Binance: Investors, corporates bullish on crypto’s long-term outlook

Institutional investors view real-world applications and regulatory clarity enhancements as key drivers of adoption

Institutional users of crypto assets expressed a positive outlook on the performance of crypto assets over the next 12 months. A recent study conducted by Binance Research, in collaboration with Binance VIP & Institutional, has revealed that a notable 63.5 percent of institutional users engaged with cryptocurrencies hold a positive outlook for their future. Furthermore, an even more impressive proportion of respondents (88 percent) have conveyed an optimistic perspective on the trajectory of crypto assets for the next decade.

Drivers of adoption

Interestingly, the survey also delved into the factors that are expected to drive the adoption of cryptocurrency within the institutional investor community. More than a quarter (26.9 percent) of respondents believed that increased real-world use cases would be a significant driver, closely followed by regulatory clarity improvements (25.3 percent). This emphasis on real-world utility and regulatory stability over short-term price fluctuations could reflect the longer-term perspective taken by institutional participants.

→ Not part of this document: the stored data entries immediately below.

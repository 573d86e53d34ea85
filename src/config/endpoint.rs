//! Endpoint configuration module.
//!
//! This module defines the settings an endpoint uses when it generates
//! identifiers of its own: request ids and progress tokens.

use super::ConfigResult;
use super::Validate;
use crate::error::config::ConfigError;
use serde::{Deserialize, Serialize};

/// Endpoint configuration.
#[derive(Debug, Clone, PartialEq, Eq, Serialize, Deserialize)]
#[serde(default)]
pub struct EndpointConfig {
    /// Prefix of generated request ids (`req-1`, `req-2`, ...)
    pub request_id_prefix: String,

    /// Prefix of generated progress tokens (`tok-1`, `tok-2`, ...)
    pub progress_token_prefix: String,
}

impl Default for EndpointConfig {
    fn default() -> Self {
        Self {
            request_id_prefix: "req-".to_string(),
            progress_token_prefix: "tok-".to_string(),
        }
    }
}

impl Validate for EndpointConfig {
    fn validate(&self) -> ConfigResult<()> {
        if self.request_id_prefix.is_empty() {
            return Err(ConfigError::ValidationError(
                "request_id_prefix cannot be empty".to_string(),
            ));
        }

        if self.progress_token_prefix.is_empty() {
            return Err(ConfigError::ValidationError(
                "progress_token_prefix cannot be empty".to_string(),
            ));
        }

        // Request ids double as progress tokens when no explicit token is given.
        if self.request_id_prefix == self.progress_token_prefix {
            return Err(ConfigError::ValidationError(
                "request_id_prefix and progress_token_prefix must differ".to_string(),
            ));
        }

        Ok(())
    }
}

#[cfg(test)]
mod tests {
    use super::*;

    #[test]
    fn test_default_endpoint_config_is_valid() {
        assert!(EndpointConfig::default().validate().is_ok());
    }

    #[test]
    fn test_prefixes_must_differ() {
        let config = EndpointConfig {
            request_id_prefix: "x-".to_string(),
            progress_token_prefix: "x-".to_string(),
        };
        assert!(matches!(
            config.validate(),
            Err(ConfigError::ValidationError(_))
        ));
    }
}
// Copyright (c) 2025 Lokahi RPC Authors
//
// Licensed under dual license:
// - MIT License (LICENSE-MIT or https://opensource.org/licenses/MIT)
// - Apache License, Version 2.0 (LICENSE-APACHE or https://www.apache.org/licenses/LICENSE-2.0)

//! JSON-RPC 2.0 request/response correlation.
//!
//! Outstanding client requests are kept in a table keyed by [`Id`] until the
//! first matching response arrives. There is no timeout: a caller wanting one
//! tracks elapsed time itself and calls [`RequestResponseCorrelator::discard`].

use std::collections::HashMap;
use std::fmt;
use std::sync::atomic::{AtomicU64, Ordering};

use parking_lot::Mutex;
use serde_json::Value;
use tracing::{debug, warn};

use super::error::JsonRpcError;
use super::types::Id;
use crate::error::protocol::ProtocolError;

/// Callback receiving a successful result.
pub type ResultCallback = Box<dyn FnOnce(Value) + Send>;

/// Callback receiving an error response's error object.
pub type ErrorCallback = Box<dyn FnOnce(JsonRpcError) + Send>;

/// A pending request awaiting its response.
struct PendingRequest {
    method: String,
    on_result: ResultCallback,
    on_error: ErrorCallback,
}

/// Manages correlation between outgoing requests and incoming responses.
pub struct RequestResponseCorrelator {
    /// Map of request IDs to pending callbacks.
    pending_requests: Mutex<HashMap<Id, PendingRequest>>,

    /// Last sequence number handed out by [`next_id`](Self::next_id).
    last_id: AtomicU64,

    /// Prefix of generated request ids.
    id_prefix: String,
}

impl RequestResponseCorrelator {
    /// Creates a correlator generating ids `<id_prefix>1`, `<id_prefix>2`, ...
    pub fn new(id_prefix: impl Into<String>) -> Self {
        Self {
            pending_requests: Mutex::new(HashMap::new()),
            last_id: AtomicU64::new(0),
            id_prefix: id_prefix.into(),
        }
    }

    /// Generates a fresh request id.
    pub fn next_id(&self) -> Id {
        let n = self.last_id.fetch_add(1, Ordering::Relaxed) + 1;
        Id::String(format!("{}{}", self.id_prefix, n))
    }

    /// Records the callbacks for a request about to be sent.
    ///
    /// Fails if a request with the same id is still pending.
    pub fn register(
        &self,
        id: Id,
        method: &str,
        on_result: ResultCallback,
        on_error: ErrorCallback,
    ) -> Result<(), ProtocolError> {
        let mut pending = self.pending_requests.lock();
        if pending.contains_key(&id) {
            return Err(ProtocolError::DuplicateId(id.to_string()));
        }
        pending.insert(
            id,
            PendingRequest {
                method: method.to_string(),
                on_result,
                on_error,
            },
        );
        Ok(())
    }

    /// Records the callbacks under a freshly generated id and returns it.
    ///
    /// Generated ids skip any id the caller already registered by hand.
    pub fn register_new(
        &self,
        method: &str,
        on_result: ResultCallback,
        on_error: ErrorCallback,
    ) -> Id {
        let mut pending = self.pending_requests.lock();
        let id = loop {
            let candidate = self.next_id();
            if !pending.contains_key(&candidate) {
                break candidate;
            }
        };
        pending.insert(
            id.clone(),
            PendingRequest {
                method: method.to_string(),
                on_result,
                on_error,
            },
        );
        id
    }

    /// Delivers a validated response to the callback registered for its id.
    ///
    /// The entry is removed before the callback runs. Returns `false` for
    /// unmatched, late, or duplicate responses, which are otherwise ignored.
    pub fn correlate_response(&self, response: &Value) -> bool {
        let Some(id) = response.get("id").and_then(Id::from_value) else {
            return false;
        };
        let Some(request) = self.pending_requests.lock().remove(&id) else {
            debug!(id = %id, "ignoring unmatched response");
            return false;
        };

        if let Some(result) = response.get("result") {
            (request.on_result)(result.clone());
        } else {
            let error = response
                .get("error")
                .and_then(JsonRpcError::from_value)
                .unwrap_or_else(|| {
                    warn!(id = %id, method = %request.method, "undecodable error object");
                    JsonRpcError::internal_error()
                });
            (request.on_error)(error);
        }
        true
    }

    /// Drops a pending request without invoking either callback.
    pub fn discard(&self, id: &Id) -> bool {
        self.pending_requests.lock().remove(id).is_some()
    }

    /// Returns true if a request with this id awaits a response.
    pub fn is_pending(&self, id: &Id) -> bool {
        self.pending_requests.lock().contains_key(id)
    }

    /// Number of requests awaiting a response.
    pub fn pending_count(&self) -> usize {
        self.pending_requests.lock().len()
    }
}

impl fmt::Debug for RequestResponseCorrelator {
    fn fmt(&self, f: &mut fmt::Formatter<'_>) -> fmt::Result {
        f.debug_struct("RequestResponseCorrelator")
            .field("pending", &self.pending_count())
            .field("id_prefix", &self.id_prefix)
            .finish()
    }
}

#[cfg(test)]
mod tests {
    use super::*;
    use crate::protocol::jsonrpc::types::{make_error, make_result};
    use std::sync::Arc;

    fn recorder() -> (Arc<Mutex<Vec<String>>>, ResultCallback, ErrorCallback) {
        let seen = Arc::new(Mutex::new(Vec::new()));
        let ok_seen = seen.clone();
        let err_seen = seen.clone();
        (
            seen,
            Box::new(move |v: Value| ok_seen.lock().push(format!("ok:{v}"))),
            Box::new(move |e: JsonRpcError| err_seen.lock().push(format!("err:{}", e.code))),
        )
    }

    #[test]
    fn test_generated_ids_are_unique() {
        let correlator = RequestResponseCorrelator::new("req-");
        assert_eq!(correlator.next_id(), Id::from("req-1"));
        assert_eq!(correlator.next_id(), Id::from("req-2"));
    }

    #[test]
    fn test_register_new_skips_taken_ids() {
        let correlator = RequestResponseCorrelator::new("req-");
        let (_, ok, err) = recorder();
        correlator.register(Id::from("req-1"), "manual", ok, err).unwrap();

        let (_, ok, err) = recorder();
        let id = correlator.register_new("generated", ok, err);
        assert_eq!(id, Id::from("req-2"));
        assert_eq!(correlator.pending_count(), 2);
    }

    #[test]
    fn test_correlation_success() {
        let correlator = RequestResponseCorrelator::new("req-");
        let (seen, ok, err) = recorder();
        correlator.register(Id::Number(42), "test", ok, err).unwrap();

        assert!(correlator.correlate_response(&make_result(&Id::Number(42), Value::from(7))));
        assert_eq!(*seen.lock(), vec!["ok:7".to_string()]);
        assert_eq!(correlator.pending_count(), 0);

        // A duplicate response finds nothing.
        assert!(!correlator.correlate_response(&make_result(&Id::Number(42), Value::from(7))));
        assert_eq!(seen.lock().len(), 1);
    }

    #[test]
    fn test_correlation_error() {
        let correlator = RequestResponseCorrelator::new("req-");
        let (seen, ok, err) = recorder();
        correlator.register(Id::from("a"), "test", ok, err).unwrap();

        let response = make_error(&Id::from("a"), &JsonRpcError::method_not_found());
        assert!(correlator.correlate_response(&response));
        assert_eq!(*seen.lock(), vec!["err:-32601".to_string()]);
    }

    #[test]
    fn test_ids_of_different_types_do_not_collide() {
        let correlator = RequestResponseCorrelator::new("req-");
        let (seen, ok, err) = recorder();
        correlator.register(Id::from("1"), "test", ok, err).unwrap();

        assert!(!correlator.correlate_response(&make_result(&Id::Number(1), Value::Null)));
        assert!(seen.lock().is_empty());
        assert!(correlator.is_pending(&Id::from("1")));
    }

    #[test]
    fn test_duplicate_registration_is_rejected() {
        let correlator = RequestResponseCorrelator::new("req-");
        let (_, ok, err) = recorder();
        correlator.register(Id::Number(1), "test", ok, err).unwrap();
        let (_, ok, err) = recorder();
        assert!(matches!(
            correlator.register(Id::Number(1), "test", ok, err),
            Err(ProtocolError::DuplicateId(_))
        ));
    }

    #[test]
    fn test_discard() {
        let correlator = RequestResponseCorrelator::new("req-");
        let (seen, ok, err) = recorder();
        correlator.register(Id::Number(5), "slow", ok, err).unwrap();

        assert!(correlator.discard(&Id::Number(5)));
        assert!(!correlator.discard(&Id::Number(5)));
        assert!(!correlator.correlate_response(&make_result(&Id::Number(5), Value::Null)));
        assert!(seen.lock().is_empty());
    }
}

In terms of specific cryptocurrencies, Bitcoin emerged as a notable focal point. While perceptions of Bitcoin and the broader crypto sector remained relatively stable over the past year (47.8 percent and 44.7 percent respectively), a larger proportion of respondents exhibited a more positive stance towards Bitcoin compared to the overall crypto market (47.3 percent vs. 33.2 percent). Conversely, while a portion of investors (22.1 percent) expressed a more negative view of the broader crypto sector, a mere 4.8 percent held a similar sentiment towards Bitcoin.

Allocation and expected changes

The survey also explored the allocation strategies of institutional investors in the crypto space. Despite the volatility and market events of the previous year, a significant majority (47.1 percent) of respondents had maintained their crypto allocation, while a notable 35.6 percent had increased their allocation during the same period. A smaller minority (17.3 percent) opted to decrease their exposure to crypto assets.

Looking ahead, the survey offered insights into the expected changes in allocation over the next year. A substantial portion (50.0 percent) of respondents expressed their intention to increase their crypto allocation, with an additional 45.7 percent planning to maintain their current allocation. A mere 4.3 percent of investors indicated a potential reduction in their exposure to crypto assets.

Investment motivations and trading venues

The motivations behind institutional investment in cryptocurrencies were also explored in the survey. A significant percentage (42.8 percent) of investors cited the potential for substantial returns as the primary driving factor for their involvement in the crypto market. Additionally, 37.5 percent of respondents indicated their belief in gaining long-term exposure to an emerging technology as a key motivation for their investments.

The survey also shed light on the preferred trading venues of institutional investors. Centralised exchanges emerged as the most popular platforms for trading (90.5 percent) and custody activities (58.2 percent). Factors such as liquidity (28.0 percent), security (26.0 percent), and reputation (22.5 percent) were highlighted as the top criteria guiding the selection of a trading platform.